═════ Exercise data ═════
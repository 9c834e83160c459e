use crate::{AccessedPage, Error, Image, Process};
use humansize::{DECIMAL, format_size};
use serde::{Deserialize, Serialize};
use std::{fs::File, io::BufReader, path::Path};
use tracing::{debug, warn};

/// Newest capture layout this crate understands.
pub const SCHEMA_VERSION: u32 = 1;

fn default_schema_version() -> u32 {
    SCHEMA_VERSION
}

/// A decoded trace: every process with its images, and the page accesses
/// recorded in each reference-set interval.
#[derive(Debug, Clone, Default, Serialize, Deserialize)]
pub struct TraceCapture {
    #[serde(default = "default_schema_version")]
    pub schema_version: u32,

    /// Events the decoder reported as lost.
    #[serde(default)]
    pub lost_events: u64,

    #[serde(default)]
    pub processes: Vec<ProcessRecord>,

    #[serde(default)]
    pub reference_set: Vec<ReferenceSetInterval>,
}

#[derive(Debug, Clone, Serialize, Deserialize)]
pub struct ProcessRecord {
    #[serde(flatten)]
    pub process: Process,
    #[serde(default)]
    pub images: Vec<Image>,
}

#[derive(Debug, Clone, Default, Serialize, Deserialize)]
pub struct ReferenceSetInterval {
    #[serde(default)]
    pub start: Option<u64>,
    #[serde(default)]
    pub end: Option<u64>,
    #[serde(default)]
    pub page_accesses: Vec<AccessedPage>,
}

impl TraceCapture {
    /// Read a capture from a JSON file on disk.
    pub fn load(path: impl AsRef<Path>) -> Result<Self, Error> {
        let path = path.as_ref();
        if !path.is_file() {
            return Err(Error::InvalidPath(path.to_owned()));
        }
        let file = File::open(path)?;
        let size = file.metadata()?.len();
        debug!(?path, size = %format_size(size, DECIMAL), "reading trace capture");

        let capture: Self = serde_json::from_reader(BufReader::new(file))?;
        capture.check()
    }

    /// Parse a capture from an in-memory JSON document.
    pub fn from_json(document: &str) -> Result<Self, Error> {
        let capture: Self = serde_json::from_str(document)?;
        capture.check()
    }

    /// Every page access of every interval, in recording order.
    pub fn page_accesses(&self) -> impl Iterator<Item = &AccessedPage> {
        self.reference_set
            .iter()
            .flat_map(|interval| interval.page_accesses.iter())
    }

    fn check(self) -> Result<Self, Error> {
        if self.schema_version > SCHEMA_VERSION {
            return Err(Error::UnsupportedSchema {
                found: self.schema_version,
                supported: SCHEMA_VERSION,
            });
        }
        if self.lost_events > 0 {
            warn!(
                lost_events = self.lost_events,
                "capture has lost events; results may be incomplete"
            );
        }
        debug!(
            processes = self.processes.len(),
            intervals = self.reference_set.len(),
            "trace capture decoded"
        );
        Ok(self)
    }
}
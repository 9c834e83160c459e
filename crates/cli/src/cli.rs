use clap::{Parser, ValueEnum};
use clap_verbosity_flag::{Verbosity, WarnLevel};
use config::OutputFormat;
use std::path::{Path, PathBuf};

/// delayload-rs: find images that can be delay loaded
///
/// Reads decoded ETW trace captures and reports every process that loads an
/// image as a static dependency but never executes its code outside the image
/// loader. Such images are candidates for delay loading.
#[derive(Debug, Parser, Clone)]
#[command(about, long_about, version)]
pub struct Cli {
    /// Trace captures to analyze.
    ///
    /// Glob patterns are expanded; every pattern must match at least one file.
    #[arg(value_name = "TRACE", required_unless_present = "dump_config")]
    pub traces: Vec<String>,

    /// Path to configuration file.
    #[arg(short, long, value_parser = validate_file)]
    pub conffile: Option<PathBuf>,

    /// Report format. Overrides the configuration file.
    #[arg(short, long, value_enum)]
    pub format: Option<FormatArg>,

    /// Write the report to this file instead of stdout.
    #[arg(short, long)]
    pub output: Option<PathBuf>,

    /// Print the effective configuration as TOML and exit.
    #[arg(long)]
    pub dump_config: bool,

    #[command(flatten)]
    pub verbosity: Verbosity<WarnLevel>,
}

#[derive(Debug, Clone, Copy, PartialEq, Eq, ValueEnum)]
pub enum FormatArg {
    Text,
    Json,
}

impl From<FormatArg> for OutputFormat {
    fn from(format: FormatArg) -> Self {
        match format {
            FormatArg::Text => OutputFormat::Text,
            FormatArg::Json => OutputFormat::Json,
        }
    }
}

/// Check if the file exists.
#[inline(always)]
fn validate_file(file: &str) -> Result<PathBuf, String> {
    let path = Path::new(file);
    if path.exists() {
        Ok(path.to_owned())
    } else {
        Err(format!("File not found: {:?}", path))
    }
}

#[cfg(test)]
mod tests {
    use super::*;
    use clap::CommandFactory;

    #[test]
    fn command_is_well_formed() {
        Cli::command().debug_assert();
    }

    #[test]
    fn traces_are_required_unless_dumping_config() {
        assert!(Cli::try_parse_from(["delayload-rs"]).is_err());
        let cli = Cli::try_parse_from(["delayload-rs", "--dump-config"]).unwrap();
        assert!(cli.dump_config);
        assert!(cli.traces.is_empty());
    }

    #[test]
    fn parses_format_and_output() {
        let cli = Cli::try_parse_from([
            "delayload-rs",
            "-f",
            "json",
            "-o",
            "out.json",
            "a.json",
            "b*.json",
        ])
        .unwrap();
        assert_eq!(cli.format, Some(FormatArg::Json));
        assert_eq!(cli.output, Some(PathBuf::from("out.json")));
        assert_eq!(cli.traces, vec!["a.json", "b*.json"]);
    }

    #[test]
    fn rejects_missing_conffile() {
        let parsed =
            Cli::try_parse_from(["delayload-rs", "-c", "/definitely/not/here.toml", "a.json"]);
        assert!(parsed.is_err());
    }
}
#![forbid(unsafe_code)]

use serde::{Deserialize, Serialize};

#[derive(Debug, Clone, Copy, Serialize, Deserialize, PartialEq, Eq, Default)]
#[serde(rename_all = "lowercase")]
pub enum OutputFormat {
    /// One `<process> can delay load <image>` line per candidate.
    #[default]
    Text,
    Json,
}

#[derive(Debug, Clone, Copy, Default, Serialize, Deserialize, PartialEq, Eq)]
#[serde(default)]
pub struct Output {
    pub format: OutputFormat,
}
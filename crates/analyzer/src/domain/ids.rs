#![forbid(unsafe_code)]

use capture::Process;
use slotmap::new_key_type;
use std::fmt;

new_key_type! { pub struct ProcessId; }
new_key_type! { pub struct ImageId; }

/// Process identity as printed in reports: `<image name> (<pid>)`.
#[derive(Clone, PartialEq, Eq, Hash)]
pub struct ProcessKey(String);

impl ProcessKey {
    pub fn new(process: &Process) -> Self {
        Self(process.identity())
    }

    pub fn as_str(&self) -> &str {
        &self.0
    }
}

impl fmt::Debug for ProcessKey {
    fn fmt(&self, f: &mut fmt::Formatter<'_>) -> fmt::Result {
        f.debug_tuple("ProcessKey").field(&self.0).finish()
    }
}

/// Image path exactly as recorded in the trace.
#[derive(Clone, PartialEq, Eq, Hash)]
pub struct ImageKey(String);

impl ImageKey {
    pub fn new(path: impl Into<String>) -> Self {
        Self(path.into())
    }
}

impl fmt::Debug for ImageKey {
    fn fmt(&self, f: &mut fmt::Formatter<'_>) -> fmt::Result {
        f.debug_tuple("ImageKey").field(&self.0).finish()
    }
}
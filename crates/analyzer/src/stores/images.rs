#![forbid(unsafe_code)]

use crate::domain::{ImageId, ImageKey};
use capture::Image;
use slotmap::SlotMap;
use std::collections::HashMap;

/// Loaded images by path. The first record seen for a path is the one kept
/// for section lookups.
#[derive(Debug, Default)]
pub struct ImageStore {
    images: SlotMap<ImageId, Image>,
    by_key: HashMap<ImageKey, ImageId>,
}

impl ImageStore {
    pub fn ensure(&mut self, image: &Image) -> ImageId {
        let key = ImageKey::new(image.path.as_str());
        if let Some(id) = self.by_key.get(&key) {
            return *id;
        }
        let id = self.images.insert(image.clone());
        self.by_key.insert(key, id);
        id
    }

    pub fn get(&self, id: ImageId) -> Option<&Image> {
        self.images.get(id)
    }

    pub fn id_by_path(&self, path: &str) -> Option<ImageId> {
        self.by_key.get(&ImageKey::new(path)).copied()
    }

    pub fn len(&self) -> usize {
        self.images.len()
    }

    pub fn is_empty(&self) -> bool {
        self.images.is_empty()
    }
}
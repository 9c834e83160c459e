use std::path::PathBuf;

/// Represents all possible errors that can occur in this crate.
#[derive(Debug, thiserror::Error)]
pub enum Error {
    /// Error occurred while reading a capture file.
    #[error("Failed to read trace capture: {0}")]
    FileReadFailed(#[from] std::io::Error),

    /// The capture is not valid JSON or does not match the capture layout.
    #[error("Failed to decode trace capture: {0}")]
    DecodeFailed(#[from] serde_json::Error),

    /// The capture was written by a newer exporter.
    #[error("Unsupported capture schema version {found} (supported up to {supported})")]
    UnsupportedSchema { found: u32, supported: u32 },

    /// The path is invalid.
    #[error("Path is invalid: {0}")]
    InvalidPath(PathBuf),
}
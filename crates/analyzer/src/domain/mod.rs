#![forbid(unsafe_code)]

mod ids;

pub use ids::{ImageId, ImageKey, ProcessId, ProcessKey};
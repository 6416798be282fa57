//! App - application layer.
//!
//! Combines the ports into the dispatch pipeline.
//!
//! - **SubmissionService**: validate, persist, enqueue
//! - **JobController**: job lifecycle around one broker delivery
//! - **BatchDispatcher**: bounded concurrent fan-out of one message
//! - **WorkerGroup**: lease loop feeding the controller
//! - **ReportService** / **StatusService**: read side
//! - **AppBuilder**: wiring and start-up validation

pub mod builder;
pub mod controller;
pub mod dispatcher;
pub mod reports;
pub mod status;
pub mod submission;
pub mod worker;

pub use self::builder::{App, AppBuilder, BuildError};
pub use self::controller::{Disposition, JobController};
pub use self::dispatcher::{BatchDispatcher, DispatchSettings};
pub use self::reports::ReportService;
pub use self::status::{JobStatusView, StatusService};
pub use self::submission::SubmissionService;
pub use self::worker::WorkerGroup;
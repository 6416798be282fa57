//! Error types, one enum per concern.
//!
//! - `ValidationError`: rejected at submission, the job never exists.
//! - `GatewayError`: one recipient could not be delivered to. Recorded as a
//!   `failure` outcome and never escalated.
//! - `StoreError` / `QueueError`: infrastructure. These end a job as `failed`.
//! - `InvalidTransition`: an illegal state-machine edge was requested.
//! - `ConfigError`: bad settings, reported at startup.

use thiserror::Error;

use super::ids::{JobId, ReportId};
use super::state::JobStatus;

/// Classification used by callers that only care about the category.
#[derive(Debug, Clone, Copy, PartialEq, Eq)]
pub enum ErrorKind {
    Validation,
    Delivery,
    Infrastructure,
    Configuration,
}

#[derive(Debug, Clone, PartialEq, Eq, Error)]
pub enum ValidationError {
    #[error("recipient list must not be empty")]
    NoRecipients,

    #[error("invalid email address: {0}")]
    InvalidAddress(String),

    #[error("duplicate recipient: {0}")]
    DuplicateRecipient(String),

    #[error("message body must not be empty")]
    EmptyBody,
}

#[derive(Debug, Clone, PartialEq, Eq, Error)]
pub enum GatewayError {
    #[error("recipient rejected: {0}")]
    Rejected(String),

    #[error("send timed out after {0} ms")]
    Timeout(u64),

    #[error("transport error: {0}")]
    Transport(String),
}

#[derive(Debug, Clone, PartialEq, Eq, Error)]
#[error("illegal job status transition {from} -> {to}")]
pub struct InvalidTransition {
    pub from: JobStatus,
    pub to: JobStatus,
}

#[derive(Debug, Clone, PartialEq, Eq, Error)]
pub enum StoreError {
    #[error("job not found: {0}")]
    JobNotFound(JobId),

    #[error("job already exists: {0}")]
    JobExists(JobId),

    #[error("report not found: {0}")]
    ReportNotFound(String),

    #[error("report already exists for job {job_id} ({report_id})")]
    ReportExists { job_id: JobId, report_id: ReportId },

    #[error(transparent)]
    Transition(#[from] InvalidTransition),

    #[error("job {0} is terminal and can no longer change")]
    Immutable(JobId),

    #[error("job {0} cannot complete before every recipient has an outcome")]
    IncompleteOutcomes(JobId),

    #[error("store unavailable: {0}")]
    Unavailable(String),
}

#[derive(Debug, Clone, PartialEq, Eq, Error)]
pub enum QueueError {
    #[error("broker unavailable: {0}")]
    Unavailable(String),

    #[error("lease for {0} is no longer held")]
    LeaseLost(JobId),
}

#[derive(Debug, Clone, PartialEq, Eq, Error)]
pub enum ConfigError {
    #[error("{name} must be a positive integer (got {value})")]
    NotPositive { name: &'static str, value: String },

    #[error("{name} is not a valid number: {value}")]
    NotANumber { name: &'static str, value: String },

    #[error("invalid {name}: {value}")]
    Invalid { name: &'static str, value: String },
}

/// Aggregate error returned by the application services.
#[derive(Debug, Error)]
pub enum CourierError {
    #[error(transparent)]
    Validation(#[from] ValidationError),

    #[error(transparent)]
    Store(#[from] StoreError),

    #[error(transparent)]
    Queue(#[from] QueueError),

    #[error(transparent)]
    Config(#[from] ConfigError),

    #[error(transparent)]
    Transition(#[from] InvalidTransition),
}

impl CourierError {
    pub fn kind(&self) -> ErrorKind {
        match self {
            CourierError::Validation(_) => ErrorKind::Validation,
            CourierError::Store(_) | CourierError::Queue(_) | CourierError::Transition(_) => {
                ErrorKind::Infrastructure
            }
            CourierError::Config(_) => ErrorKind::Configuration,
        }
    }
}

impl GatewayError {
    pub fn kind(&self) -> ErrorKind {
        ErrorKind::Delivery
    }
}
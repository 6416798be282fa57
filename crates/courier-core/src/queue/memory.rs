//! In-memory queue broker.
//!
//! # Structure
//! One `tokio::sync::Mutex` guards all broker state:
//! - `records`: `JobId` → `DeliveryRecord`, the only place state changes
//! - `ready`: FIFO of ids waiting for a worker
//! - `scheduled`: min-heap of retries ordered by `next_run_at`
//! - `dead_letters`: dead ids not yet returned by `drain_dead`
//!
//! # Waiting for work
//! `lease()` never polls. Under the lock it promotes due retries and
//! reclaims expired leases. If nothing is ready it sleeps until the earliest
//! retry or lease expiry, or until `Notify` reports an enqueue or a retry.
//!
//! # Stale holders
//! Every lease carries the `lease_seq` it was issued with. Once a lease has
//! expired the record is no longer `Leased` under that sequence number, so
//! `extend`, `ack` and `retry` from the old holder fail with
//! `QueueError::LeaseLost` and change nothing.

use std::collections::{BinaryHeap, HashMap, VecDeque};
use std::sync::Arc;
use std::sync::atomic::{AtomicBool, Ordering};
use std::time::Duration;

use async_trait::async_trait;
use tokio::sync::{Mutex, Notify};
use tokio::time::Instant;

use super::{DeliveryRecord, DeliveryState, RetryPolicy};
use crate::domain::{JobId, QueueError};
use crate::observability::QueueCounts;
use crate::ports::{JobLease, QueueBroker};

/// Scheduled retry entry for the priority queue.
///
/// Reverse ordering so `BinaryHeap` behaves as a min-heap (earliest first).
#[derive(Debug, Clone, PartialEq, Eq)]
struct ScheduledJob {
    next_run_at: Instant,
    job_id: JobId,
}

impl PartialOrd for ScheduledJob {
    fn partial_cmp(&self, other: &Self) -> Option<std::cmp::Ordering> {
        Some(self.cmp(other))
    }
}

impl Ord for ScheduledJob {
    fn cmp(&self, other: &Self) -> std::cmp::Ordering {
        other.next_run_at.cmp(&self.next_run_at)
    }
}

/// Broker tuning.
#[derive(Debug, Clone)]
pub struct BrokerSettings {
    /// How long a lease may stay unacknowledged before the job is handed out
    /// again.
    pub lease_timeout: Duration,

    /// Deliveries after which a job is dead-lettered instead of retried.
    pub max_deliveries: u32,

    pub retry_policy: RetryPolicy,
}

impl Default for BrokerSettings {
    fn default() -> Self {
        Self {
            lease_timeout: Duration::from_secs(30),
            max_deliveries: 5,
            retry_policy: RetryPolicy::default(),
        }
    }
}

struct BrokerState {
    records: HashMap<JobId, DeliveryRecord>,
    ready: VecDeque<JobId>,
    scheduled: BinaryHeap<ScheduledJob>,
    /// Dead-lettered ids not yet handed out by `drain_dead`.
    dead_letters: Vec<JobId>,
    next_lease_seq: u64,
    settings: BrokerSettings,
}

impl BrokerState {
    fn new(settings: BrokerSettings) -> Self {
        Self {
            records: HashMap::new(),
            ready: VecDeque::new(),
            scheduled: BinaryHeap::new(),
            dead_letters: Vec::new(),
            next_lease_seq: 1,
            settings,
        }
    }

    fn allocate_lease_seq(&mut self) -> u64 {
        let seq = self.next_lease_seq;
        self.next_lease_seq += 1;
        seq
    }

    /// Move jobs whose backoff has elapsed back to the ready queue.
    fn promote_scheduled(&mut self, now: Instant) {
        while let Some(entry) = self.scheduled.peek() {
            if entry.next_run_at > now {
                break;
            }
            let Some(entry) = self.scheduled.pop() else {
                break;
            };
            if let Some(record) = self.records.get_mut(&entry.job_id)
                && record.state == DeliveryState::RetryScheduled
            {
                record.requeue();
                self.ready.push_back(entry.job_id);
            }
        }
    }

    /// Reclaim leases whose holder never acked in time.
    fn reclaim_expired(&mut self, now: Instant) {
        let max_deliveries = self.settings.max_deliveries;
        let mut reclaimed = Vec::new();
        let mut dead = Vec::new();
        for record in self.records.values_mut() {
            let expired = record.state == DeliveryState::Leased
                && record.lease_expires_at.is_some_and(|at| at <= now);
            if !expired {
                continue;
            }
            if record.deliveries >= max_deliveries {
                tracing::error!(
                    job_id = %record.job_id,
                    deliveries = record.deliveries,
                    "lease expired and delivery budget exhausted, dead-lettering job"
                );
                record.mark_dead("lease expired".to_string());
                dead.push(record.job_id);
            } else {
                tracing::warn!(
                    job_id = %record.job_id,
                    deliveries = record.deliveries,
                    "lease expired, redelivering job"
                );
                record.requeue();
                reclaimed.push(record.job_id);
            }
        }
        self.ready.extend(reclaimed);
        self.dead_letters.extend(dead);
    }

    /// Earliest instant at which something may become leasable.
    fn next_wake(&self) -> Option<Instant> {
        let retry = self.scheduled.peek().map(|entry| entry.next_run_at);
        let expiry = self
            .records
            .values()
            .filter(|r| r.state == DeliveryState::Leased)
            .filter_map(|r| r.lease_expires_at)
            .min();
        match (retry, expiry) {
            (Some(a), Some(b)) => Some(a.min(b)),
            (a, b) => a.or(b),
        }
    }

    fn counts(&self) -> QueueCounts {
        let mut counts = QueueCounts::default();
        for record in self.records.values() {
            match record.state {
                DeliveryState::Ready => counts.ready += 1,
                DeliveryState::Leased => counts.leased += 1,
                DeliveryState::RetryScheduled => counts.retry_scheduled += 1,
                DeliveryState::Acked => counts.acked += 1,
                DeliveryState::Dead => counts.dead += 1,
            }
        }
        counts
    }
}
═════
Keeping every character as it is, restate the lines above that run from the line with "#[derive(Debug, Clone, Serialize, Deserialize)]" through the line with "let path = path.as_ref();", both included, and nothing else.

#[derive(Debug, Clone, Serialize, Deserialize)]
pub struct ProcessRecord {
    #[serde(flatten)]
    pub process: Process,
    #[serde(default)]
    pub images: Vec<Image>,
}

#[derive(Debug, Clone, Default, Serialize, Deserialize)]
pub struct ReferenceSetInterval {
    #[serde(default)]
    pub start: Option<u64>,
    #[serde(default)]
    pub end: Option<u64>,
    #[serde(default)]
    pub page_accesses: Vec<AccessedPage>,
}

impl TraceCapture {
    /// Read a capture from a JSON file on disk.
    pub fn load(path: impl AsRef<Path>) -> Result<Self, Error> {
        let path = path.as_ref();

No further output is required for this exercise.